Problem requirements: Repeat word for word every line of the data below, from the first through the line containing "let config = load_config(config_path)?;", and stop there.

Data in this exercise:
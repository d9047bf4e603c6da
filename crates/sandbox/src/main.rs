// crates/sandbox/src/main.rs
//! Opens one window and logs everything the platform layer reports.
//! Escape or closing the window quits; F11 toggles fullscreen.

use engine_platform::{
    EventKind, KeyCode, PlatformConfig, PlatformContext, WindowCreationFlags, WindowDesc,
    WinitPlatform,
};
use serde::Deserialize;
use std::env;
use std::error::Error;
use std::fs;
use tracing_subscriber::EnvFilter;

const DEFAULT_CONFIG: &str = "crates/sandbox/sandbox.toml";
const FRAME_SLEEP_MS: u32 = 16;

#[derive(Debug, Deserialize)]
struct SandboxConfig {
    #[serde(default)]
    window: WindowSection,
    #[serde(default)]
    platform: PlatformConfig,
}

#[derive(Debug, Deserialize)]
#[serde(default)]
struct WindowSection {
    title: String,
    width: i32,
    height: i32,
    drag_and_drop: bool,
}

impl Default for WindowSection {
    fn default() -> Self {
        Self {
            title: "Platform Sandbox".to_string(),
            width: 1280,
            height: 720,
            drag_and_drop: false,
        }
    }
}

fn load_config(path: &str) -> Result<SandboxConfig, Box<dyn Error>> {
    match fs::read_to_string(path) {
        Ok(text) => Ok(toml::from_str(&text)?),
        Err(e) if e.kind() == std::io::ErrorKind::NotFound => {
            tracing::info!(path, "no sandbox config, using defaults");
            Ok(SandboxConfig {
                window: WindowSection::default(),
                platform: PlatformConfig::default(),
            })
        }
        Err(e) => Err(e.into()),
    }
}

fn main() -> Result<(), Box<dyn Error>> {
    tracing_subscriber::fmt()
        .with_env_filter(EnvFilter::try_from_default_env().unwrap_or_else(|_| EnvFilter::new("info")))
        .init();

    let args: Vec<String> = env::args().collect();
    let config_path = args.get(1).map(|s| s.as_str()).unwrap_or(DEFAULT_CONFIG);
    let config = load_config(config_path)?;

    let mut ctx = PlatformContext::new(WinitPlatform::new()?, config.platform);

    let mut flags = WindowCreationFlags::empty();
    if config.window.drag_and_drop {
        flags |= WindowCreationFlags::DRAG_AND_DROP;
    }
    let desc = WindowDesc::new(config.window.title.as_str(), config.window.width, config.window.height)
        .with_flags(flags);
    let Some(window) = ctx.create_window(&desc) else {
        ctx.messagebox_info("Sandbox", "Could not create the sandbox window.");
        return Err("window creation failed".into());
    };

    let mut fullscreen = false;
    'frames: loop {
        ctx.pump_events();

        while let Some(event) = ctx.next_event() {
            match event.kind {
                EventKind::Quit => break 'frames,
                EventKind::Keyboard { key: KeyCode::Escape, pressed: true, .. } => break 'frames,
                EventKind::Keyboard { key: KeyCode::F11, pressed: true, repeat: false, .. } => {
                    fullscreen = !fullscreen;
                    ctx.toggle_fullscreen(window, fullscreen);
                }
                EventKind::Keyboard { key, pressed: true, modifiers, .. } if modifiers.ctrl() => {
                    match key {
                        KeyCode::C => tracing::info!("copy"),
                        KeyCode::V => tracing::info!("paste"),
                        _ => tracing::debug!(?key, "ctrl shortcut"),
                    }
                }
                EventKind::Keyboard { key, pressed, .. } if key.is_mouse_button() => {
                    tracing::debug!(?key, pressed, "mouse button");
                }
                EventKind::Keyboard { key, pressed, repeat, .. } => {
                    tracing::debug!(?key, pressed, repeat, "key");
                }
                EventKind::TextInput { codepoint } => tracing::info!(%codepoint, "text"),
                EventKind::WindowResize { width, height } => tracing::info!(width, height, "resized"),
                EventKind::MouseWheel { delta } | EventKind::MouseHWheel { delta } => {
                    tracing::debug!(delta, "wheel");
                }
                EventKind::Touch { index, touch_type, x, y } => {
                    tracing::debug!(index, ?touch_type, x, y, "touch");
                }
                EventKind::DragAndDrop { files } => {
                    for file in &files {
                        tracing::info!(path = %file.display(), "dropped");
                    }
                }
            }
        }

        let input = ctx.input();
        if input.started(KeyCode::MouseLeft) {
            let (x, y) = ctx.mouse_position(window);
            tracing::info!(x, y, "click");
        }
        if input.is_paused() {
            ctx.sleep_ms(FRAME_SLEEP_MS * 4);
        } else {
            ctx.sleep_ms(FRAME_SLEEP_MS);
        }
    }

    tracing::info!("sandbox closed");
    Ok(())
}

Answer area:
repository d9047bf4e603c6da
filename crates/sandbox/src/main.rs
// crates/sandbox/src/main.rs
//! Opens one window and logs everything the platform layer reports.
//! Escape or closing the window quits; F11 toggles fullscreen.

use engine_platform::{
    EventKind, KeyCode, PlatformConfig, PlatformContext, WindowCreationFlags, WindowDesc,
    WinitPlatform,
};
use serde::Deserialize;
use std::env;
use std::error::Error;
use std::fs;
use tracing_subscriber::EnvFilter;

const DEFAULT_CONFIG: &str = "crates/sandbox/sandbox.toml";
const FRAME_SLEEP_MS: u32 = 16;

#[derive(Debug, Deserialize)]
struct SandboxConfig {
    #[serde(default)]
    window: WindowSection,
    #[serde(default)]
    platform: PlatformConfig,
}

#[derive(Debug, Deserialize)]
#[serde(default)]
struct WindowSection {
    title: String,
    width: i32,
    height: i32,
    drag_and_drop: bool,
}

impl Default for WindowSection {
    fn default() -> Self {
        Self {
            title: "Platform Sandbox".to_string(),
            width: 1280,
            height: 720,
            drag_and_drop: false,
        }
    }
}

fn load_config(path: &str) -> Result<SandboxConfig, Box<dyn Error>> {
    match fs::read_to_string(path) {
        Ok(text) => Ok(toml::from_str(&text)?),
        Err(e) if e.kind() == std::io::ErrorKind::NotFound => {
            tracing::info!(path, "no sandbox config, using defaults");
            Ok(SandboxConfig {
                window: WindowSection::default(),
                platform: PlatformConfig::default(),
            })
        }
        Err(e) => Err(e.into()),
    }
}

fn main() -> Result<(), Box<dyn Error>> {
    tracing_subscriber::fmt()
        .with_env_filter(EnvFilter::try_from_default_env().unwrap_or_else(|_| EnvFilter::new("info")))
        .init();

    let args: Vec<String> = env::args().collect();
    let config_path = args.get(1).map(|s| s.as_str()).unwrap_or(DEFAULT_CONFIG);
    let config = load_config(config_path)?;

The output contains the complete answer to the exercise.